Desa adalah potret kegagalan pembangunan di Indonesia selama ini. Sejauh ini, masih ada sekitar 32.000 desa yang tergolong sebagai desa tertinggal, yang hendaknya diatasi oleh Pemerintahan Joko Widodo hingga lima tahun ke depan.

Desa adalah potret kegagalan pembangunan di Indonesia selama ini. Sejauh ini, masih ada sekitar 32.000 desa yang tergolong sebagai desa tertinggal, yang hendaknya diatasi oleh Pemerintahan Joko Widodo hingga lima tahun ke depan. Instrumen utamanya tentu adalah UU Nomor 6 Tahun 2014 tentang Desa. Berbasiskan spirit demokratisasi desa, posisi dan kewenangan desa hendak dikuatkan sebagai basis pemerintahan, pembangunan dan pelayanan publik. Konstruksi ini cukup menjanjikan karena diharapkan mampu menciptakan pemerintahanan desa yang efektif sekaligus demokratis.

Namun demikian, tantangan justru baru dimulai ketika kebijakan ini memasuki fase implementasi. Perlu disadari bahwa implementasi kebijakan bukanlah melulu terkait dengan aspek operasionalisasi semata, tetapi lebih dari itu, fase ini jauh lebih strategis karena cenderung abu-abu, melibatkan banyak aspek, aktor dan kepentingan. Hal ini berpotensi merubah arah kebijakan dari subtansinya yang diujungnya adalah kegagalan kebijakan itu sendiri.

Teknokratis Anggaran

Di fase implementasi ini, keabu-abuan UU Nomor 6 tahun 2014 dapat dilacak pada pewacanaan pembangunan desa--pewacanaan teknoratis--harus dibedakan dengan pewacanaan subtantif di aras perumusan kebijakan ini. Pewacanaan teknokratis dikembangkan oleh para implementor langsung dari kebijakan ini mulai dari pemerintah pusat hingga pemerintah desa maupun kelompok sasaran terutama pemerintah dan masyarakat desa menurut perspektif dan kepentingannya masing-masing.

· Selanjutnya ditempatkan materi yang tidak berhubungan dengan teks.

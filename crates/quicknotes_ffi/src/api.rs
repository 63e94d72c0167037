//! FFI use-case API for Flutter-facing calls.
//!
//! # Responsibility
//! - Expose stable, use-case-level note functions to Dart via FRB.
//! - Keep storage work off the Dart UI isolate.
//!
//! # Invariants
//! - Exported functions must not panic across FFI boundary.
//! - Note operations return envelopes with `ok` + human-readable `message`.
//! - One store (and one connection) is shared by every call in the process.

use log::warn;
use once_cell::sync::OnceCell;
use quicknotes_core::{
    core_version as core_version_inner, init_logging as init_logging_inner, ping as ping_inner,
    Note, NoteDraft, NoteId, NoteService, NoteStore,
};
use std::future::Future;
use std::path::PathBuf;
use tokio::runtime::Runtime;

const NOTES_DB_FILE_NAME: &str = "quicknotes.sqlite3";
const NOTES_DB_PATH_ENV: &str = "QUICKNOTES_DB_PATH";

static RUNTIME: OnceCell<Runtime> = OnceCell::new();
static NOTE_SERVICE: OnceCell<NoteService> = OnceCell::new();
static NOTES_DB_PATH: OnceCell<PathBuf> = OnceCell::new();

/// Minimal health-check API for FRB smoke integration.
///
/// # FFI contract
/// - Sync call, non-blocking.
/// - Never throws; always returns a UTF-8 string.
#[flutter_rust_bridge::frb(sync)]
pub fn ping() -> String {
    ping_inner().to_owned()
}

/// Expose core crate version through FFI.
#[flutter_rust_bridge::frb(sync)]
pub fn core_version() -> String {
    core_version_inner().to_owned()
}

/// Initializes Rust core logging once per process.
///
/// # FFI contract
/// - Sync call; may create the log directory.
/// - Idempotent for the same `level + log_dir`.
/// - Returns empty string on success and error message on failure.
#[flutter_rust_bridge::frb(sync)]
pub fn init_logging(level: String, log_dir: String) -> String {
    match init_logging_inner(level.as_str(), log_dir.as_str()) {
        Ok(()) => String::new(),
        Err(err) => err.to_string(),
    }
}

/// Note fields as seen by Dart.
#[derive(Debug, Clone, PartialEq, Eq)]
pub struct NoteItem {
    /// Stable note ID in string form.
    pub id: String,
    pub title: String,
    pub content: String,
    /// Last-modified time in epoch milliseconds.
    pub timestamp: i64,
}

impl From<Note> for NoteItem {
    fn from(note: Note) -> Self {
        Self {
            id: note.id.to_string(),
            title: note.title,
            content: note.content,
            timestamp: note.timestamp,
        }
    }
}

/// Envelope for single-note commands and lookups.
#[derive(Debug, Clone, PartialEq, Eq)]
pub struct NoteActionResponse {
    /// Whether operation succeeded.
    pub ok: bool,
    /// Affected note, when there is one.
    pub note: Option<NoteItem>,
    pub message: String,
}

impl NoteActionResponse {
    fn success(message: impl Into<String>, note: Option<Note>) -> Self {
        Self {
            ok: true,
            note: note.map(NoteItem::from),
            message: message.into(),
        }
    }

    fn failure(message: impl Into<String>) -> Self {
        Self {
            ok: false,
            note: None,
            message: message.into(),
        }
    }
}

/// Envelope for the ordered note list.
#[derive(Debug, Clone, PartialEq, Eq)]
pub struct NotesListResponse {
    pub ok: bool,
    /// Most recent first.
    pub items: Vec<NoteItem>,
    pub message: String,
}

/// Envelope for the list/grid layout preference.
#[derive(Debug, Clone, PartialEq, Eq)]
pub struct LayoutResponse {
    pub ok: bool,
    pub is_grid: bool,
    pub message: String,
}

/// Creates a note from editor input.
///
/// # FFI contract
/// - Async call from Dart; storage runs on a Rust worker.
/// - Rejects a note whose title and content are both blank.
pub fn notes_add(title: String, content: String) -> NoteActionResponse {
    let draft = NoteDraft::new(title, content);
    match with_note_service(|service| service.save_draft(None, draft)) {
        Ok(Ok(note)) => NoteActionResponse::success("Note created.", Some(note)),
        Ok(Err(err)) => NoteActionResponse::failure(format!("notes_add failed: {err}")),
        Err(err) => NoteActionResponse::failure(format!("notes_add failed: {err}")),
    }
}

/// Replaces title/content of an existing note and re-stamps it.
pub fn notes_update(note_id: String, title: String, content: String) -> NoteActionResponse {
    let id = match parse_note_id(&note_id) {
        Ok(id) => id,
        Err(message) => return NoteActionResponse::failure(message),
    };
    let draft = NoteDraft::new(title, content);
    match with_note_service(|service| service.save_draft(Some(id), draft)) {
        Ok(Ok(note)) => NoteActionResponse::success("Note updated.", Some(note)),
        Ok(Err(err)) => NoteActionResponse::failure(format!("notes_update failed: {err}")),
        Err(err) => NoteActionResponse::failure(format!("notes_update failed: {err}")),
    }
}

/// Deletes a note by id. Unknown ids succeed as a no-op.
pub fn notes_delete(note_id: String) -> NoteActionResponse {
    let id = match parse_note_id(&note_id) {
        Ok(id) => id,
        Err(message) => return NoteActionResponse::failure(message),
    };
    match with_note_service(|service| service.store().delete_by_id(id)) {
        Ok(Ok(())) => NoteActionResponse::success("Note deleted.", None),
        Ok(Err(err)) => NoteActionResponse::failure(format!("notes_delete failed: {err}")),
        Err(err) => NoteActionResponse::failure(format!("notes_delete failed: {err}")),
    }
}

/// Fetches one note. A missing note is `ok` with `note = None`.
pub fn notes_get(note_id: String) -> NoteActionResponse {
    let id = match parse_note_id(&note_id) {
        Ok(id) => id,
        Err(message) => return NoteActionResponse::failure(message),
    };
    match with_note_service(|service| service.get_note(id)) {
        Ok(Ok(Some(note))) => NoteActionResponse::success("Note found.", Some(note)),
        Ok(Ok(None)) => NoteActionResponse::success("Note not found.", None),
        Ok(Err(err)) => NoteActionResponse::failure(format!("notes_get failed: {err}")),
        Err(err) => NoteActionResponse::failure(format!("notes_get failed: {err}")),
    }
}

/// Returns the latest published snapshot, most recent first.
pub fn notes_list() -> NotesListResponse {
    match note_service() {
        Ok(service) => {
            let items = service
                .notes()
                .current()
                .into_iter()
                .map(NoteItem::from)
                .collect::<Vec<_>>();
            let message = format!("{} note(s).", items.len());
            NotesListResponse {
                ok: true,
                items,
                message,
            }
        }
        Err(err) => NotesListResponse {
            ok: false,
            items: Vec::new(),
            message: format!("notes_list failed: {err}"),
        },
    }
}

/// Reads the list/grid layout preference (defaults to list).
pub fn layout_is_grid() -> LayoutResponse {
    match with_note_service(|service| async move {
        service.store().preferences().is_grid().await
    }) {
        Ok(Ok(is_grid)) => LayoutResponse {
            ok: true,
            is_grid,
            message: String::new(),
        },
        Ok(Err(err)) => layout_failure(format!("layout_is_grid failed: {err}")),
        Err(err) => layout_failure(format!("layout_is_grid failed: {err}")),
    }
}

/// Persists the list/grid layout preference.
pub fn layout_set_grid(is_grid: bool) -> LayoutResponse {
    match with_note_service(|service| async move {
        service.store().preferences().set_grid(is_grid).await
    }) {
        Ok(Ok(())) => LayoutResponse {
            ok: true,
            is_grid,
            message: String::new(),
        },
        Ok(Err(err)) => layout_failure(format!("layout_set_grid failed: {err}")),
        Err(err) => layout_failure(format!("layout_set_grid failed: {err}")),
    }
}

fn layout_failure(message: String) -> LayoutResponse {
    LayoutResponse {
        ok: false,
        is_grid: false,
        message,
    }
}

fn parse_note_id(raw: &str) -> Result<NoteId, String> {
    NoteId::parse_str(raw.trim()).map_err(|_| format!("invalid note id `{raw}`"))
}

fn runtime() -> Result<&'static Runtime, String> {
    RUNTIME.get_or_try_init(|| {
        tokio::runtime::Builder::new_multi_thread()
            .worker_threads(2)
            .thread_name("quicknotes-ffi")
            .build()
            .map_err(|err| format!("runtime start failed: {err}"))
    })
}

fn note_service() -> Result<&'static NoteService, String> {
    NOTE_SERVICE.get_or_try_init(|| {
        let db_path = resolve_notes_db_path();
        let store = runtime()?
            .block_on(NoteStore::open(db_path))
            .map_err(|err| {
                warn!("event=ffi_store_open module=ffi status=error error={err}");
                format!("notes DB open failed: {err}")
            })?;
        Ok(NoteService::new(store))
    })
}

fn with_note_service<T, Fut>(f: impl FnOnce(&'static NoteService) -> Fut) -> Result<T, String>
where
    Fut: Future<Output = T>,
{
    let service = note_service()?;
    Ok(runtime()?.block_on(f(service)))
}

fn resolve_notes_db_path() -> PathBuf {
    NOTES_DB_PATH
        .get_or_init(|| {
            if let Ok(raw) = std::env::var(NOTES_DB_PATH_ENV) {
                let trimmed = raw.trim();
                if !trimmed.is_empty() {
                    return PathBuf::from(trimmed);
                }
            }
            std::env::temp_dir().join(NOTES_DB_FILE_NAME)
        })
        .clone()
}
//! Core use-case services.
//!
//! # Responsibility
//! - Apply field-assignment rules (ids, timestamps) on top of the store.
//! - Keep UI/FFI layers decoupled from storage details.

pub mod note_service;
//! Flutter-facing bindings for QuickNotes core.

pub mod api;
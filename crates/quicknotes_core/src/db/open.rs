//! Connection bootstrap for file and in-memory databases.
//!
//! # Invariants
//! - Returned connections have `foreign_keys=ON` and a busy timeout.
//! - Returned connections have the schema fully applied.

use super::migrations::apply_migrations;
use super::DbResult;
use log::{error, info};
use rusqlite::Connection;
use std::path::Path;
use std::time::{Duration, Instant};

const BUSY_TIMEOUT: Duration = Duration::from_secs(5);

/// Opens a SQLite database file, creating the schema if absent.
///
/// # Side effects
/// - Creates the file when it does not exist yet.
/// - Emits `db_open` logging events with duration and status.
pub fn open_db(path: impl AsRef<Path>) -> DbResult<Connection> {
    open_with("file", || Connection::open(path))
}

/// Opens a private in-memory database with the schema applied.
///
/// Mostly used by tests and the CLI probe.
pub fn open_db_in_memory() -> DbResult<Connection> {
    open_with("memory", Connection::open_in_memory)
}

fn open_with(
    mode: &'static str,
    connect: impl FnOnce() -> rusqlite::Result<Connection>,
) -> DbResult<Connection> {
    let started_at = Instant::now();
    info!("event=db_open module=db status=start mode={mode}");

    let mut conn = connect().map_err(|err| {
        error!(
            "event=db_open module=db status=error mode={mode} duration_ms={} error_code=db_open_failed error={err}",
            started_at.elapsed().as_millis()
        );
        err
    })?;

    if let Err(err) = bootstrap_connection(&mut conn) {
        error!(
            "event=db_open module=db status=error mode={mode} duration_ms={} error_code=db_bootstrap_failed error={err}",
            started_at.elapsed().as_millis()
        );
        return Err(err);
    }

    info!(
        "event=db_open module=db status=ok mode={mode} duration_ms={}",
        started_at.elapsed().as_millis()
    );
    Ok(conn)
}

fn bootstrap_connection(conn: &mut Connection) -> DbResult<()> {
    conn.execute_batch("PRAGMA foreign_keys = ON;")?;
    conn.busy_timeout(BUSY_TIMEOUT)?;
    apply_migrations(conn)?;
    Ok(())
}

Namun pewacanaan teknoratis ini, nampaknya masih didominasi oleh kelompok birokrasi, politisi dan akademisi yang disebarluaskan terutama melalui media massa, forum seminar dan berbagai forum pemerintahan. Dalam wacana teknokatis, isu dominan yang berhasil dikembangkan selalu terkait dengan pertimbangan teknis-rasional dan itu selalu diarahkan atau dikaitkan dengan isu anggaran desa. Rata-rata alokasi anggaran ke desa yang bisa mencapai 1 miliard per desa menjadi isu “seksi” pewacanaan teknorasi ini. Asumsi yang dikembangkan—dan ini asumsi yang tidak selalu benar—desa selama ini miskin dan tertinggal karena tidak memiliki uang (anggaran). Oleh karena itu, berikan desa uang sebanyak mungkin maka desa akan maju. Wacana ini berbahaya karena bersamaan dengan itu, akan berkembang pula semacam keraguan terhadap kemampuan desa, yang ditandai dengan seringnya pertanyaan tentang kesiapan aparat pemerintah desa dalam mengelola anggaran yang terus dikatakan sangat besar tersebut.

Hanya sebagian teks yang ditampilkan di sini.